Hetao (河套 (Hétào, river loop); Бор тохой) is a C-shaped region in northwestern China consisting of a collection of flood plains stretching along the banks of the northern half of the Ordos Loop, a large northerly rectangular bend of the Yellow River that forms the river's entire middle section. The region makes up the northern margin of the Ordos Basin, bounded in the west by the Helan Mountains, the north by the Yin Mountains, the east by the northern portion of Lüliang Mountains, and the south by the Ordos Desert and the Loess Plateau (separated by the course of the Ming Great Wall).

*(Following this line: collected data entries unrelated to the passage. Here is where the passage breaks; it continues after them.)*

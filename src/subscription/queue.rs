//! Bounded per-subscription update queues.
//!
//! The router pushes into an [`EventSink`] without ever waiting; the
//! consumer pulls from the matching [`Subscription`]. When the queue is full
//! the oldest undelivered update is discarded so a slow consumer only ever
//! loses stale data and never stalls the connection.

use tokio::sync::broadcast;
use tokio::sync::broadcast::error::{RecvError, TryRecvError};
use tracing::warn;

use super::SubscriptionHandle;
use crate::models::{Channel, MarketEvent};

/// A terminal failure reported to a subscription's consumer.
#[derive(Debug, Clone, PartialEq, Eq, thiserror::Error)]
pub enum StreamFailure {
    /// Private channel could not be opened because login failed or no
    /// credentials are configured.
    #[error("authentication failed: {0}")]
    Authentication(String),

    /// The exchange rejected the subscribe request.
    #[error("subscription to {channel} rejected: {reason}")]
    Subscription { channel: Channel, reason: String },
}

/// One item delivered to a subscription consumer.
#[derive(Debug, Clone, PartialEq)]
pub enum Update {
    Event(MarketEvent),
    Failed(StreamFailure),
}

/// Creates a linked sink/subscription pair holding at most `capacity` updates.
///
/// The capacity is rounded up to a power of two.
pub fn bounded(
    handle: SubscriptionHandle,
    channel: Channel,
    capacity: usize,
) -> (EventSink, Subscription) {
    let (sender, receiver) = broadcast::channel(capacity.max(1));
    (
        EventSink {
            handle,
            sender,
        },
        Subscription {
            handle,
            channel,
            receiver,
            dropped: 0,
        },
    )
}

/// Producer half held by the subscription manager.
#[derive(Debug)]
pub struct EventSink {
    handle: SubscriptionHandle,
    sender: broadcast::Sender<Update>,
}

impl EventSink {
    pub fn handle(&self) -> SubscriptionHandle {
        self.handle
    }

    /// Queues an update; a full queue overwrites its oldest entry.
    ///
    /// Returns `false` if the consumer has gone away.
    pub fn push(&self, update: Update) -> bool {
        self.sender.send(update).is_ok()
    }

    /// Returns `true` once the consumer has dropped its [`Subscription`].
    pub fn is_closed(&self) -> bool {
        self.sender.receiver_count() == 0
    }
}

/// Consumer half returned by `StreamClient::watch`.
///
/// Yields updates in arrival order; `recv` returns `None` once the
/// subscription is removed and every queued update has been read.
#[derive(Debug)]
pub struct Subscription {
    handle: SubscriptionHandle,
    channel: Channel,
    receiver: broadcast::Receiver<Update>,
    dropped: u64,
}

impl Subscription {
    pub fn handle(&self) -> SubscriptionHandle {
        self.handle
    }

    pub fn channel(&self) -> &Channel {
        &self.channel
    }

    /// Number of updates discarded because this consumer fell behind.
    ///
    /// Counted when the consumer next reads past the gap.
    pub fn dropped(&self) -> u64 {
        self.dropped
    }

    /// Number of updates waiting to be read.
    pub fn len(&self) -> usize {
        self.receiver.len()
    }

    pub fn is_empty(&self) -> bool {
        self.receiver.is_empty()
    }

    /// Waits for the next update.
    pub async fn recv(&mut self) -> Option<Update> {
        loop {
            match self.receiver.recv().await {
                Ok(update) => return Some(update),
                Err(RecvError::Lagged(skipped)) => self.lagged(skipped),
                Err(RecvError::Closed) => return None,
            }
        }
    }

    /// Returns the next update without waiting, if one is queued.
    pub fn try_recv(&mut self) -> Option<Update> {
        loop {
            match self.receiver.try_recv() {
                Ok(update) => return Some(update),
                Err(TryRecvError::Lagged(skipped)) => self.lagged(skipped),
                Err(TryRecvError::Empty | TryRecvError::Closed) => return None,
            }
        }
    }

    fn lagged(&mut self, skipped: u64) {
        self.dropped += skipped;
        warn!(
            channel = %self.channel,
            handle = %self.handle,
            skipped,
            dropped = self.dropped,
            "Subscriber is falling behind, dropped oldest updates"
        );
    }

    /// Waits for the next market event, skipping nothing.
    ///
    /// Returns `Err` with the failure if the subscription was terminated by
    /// the exchange, and `Ok(None)` once the stream has ended.
    pub async fn next_event(&mut self) -> Result<Option<MarketEvent>, StreamFailure> {
        match self.recv().await {
            Some(Update::Event(event)) => Ok(Some(event)),
            Some(Update::Failed(failure)) => Err(failure),
            None => Ok(None),
        }
    }
}

impl From<&Subscription> for SubscriptionHandle {
    fn from(subscription: &Subscription) -> Self {
        subscription.handle
    }
}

The Hetao region is divided into two main sections — the "West Loop" (西套 (Xītào)) in Ningxia, and the "East Loop" (东套 (Dōngtào)) in Inner Mongolia. The west section includes the alluvial Yinchuan Plain (银川平原, a.k.a. Ningxia Plain) around Shizuishan, Yinchuan, and Wuzhong, and the Weining Plain (卫宁平原) around Zhongwei. The east section is further divided into two parts — the western "Back Loop" (后套 (Hòutào)), which includes the Bayannur Plain (巴彦淖尔平原) around Bayannur and Wuhai; and the eastern "Front Loop" 前套 (Qiántào)), which includes the Tumochuan Plain (土默川平原) around Baotou and Hohhot.

Unlike the arid desert/steppe environment nearby, the Hetao plains are fertile grasslands quite suitable for pastoral and agricultural activities, and was frequently used by various Eurasian nomads as a staging area for raiding east into the Central Plain and south into the Loess Plateau and Guanzhong Region. Throughout Chinese history, this region was of major strategic importance against northern invaders, particularly during the Han and Tang dynasties.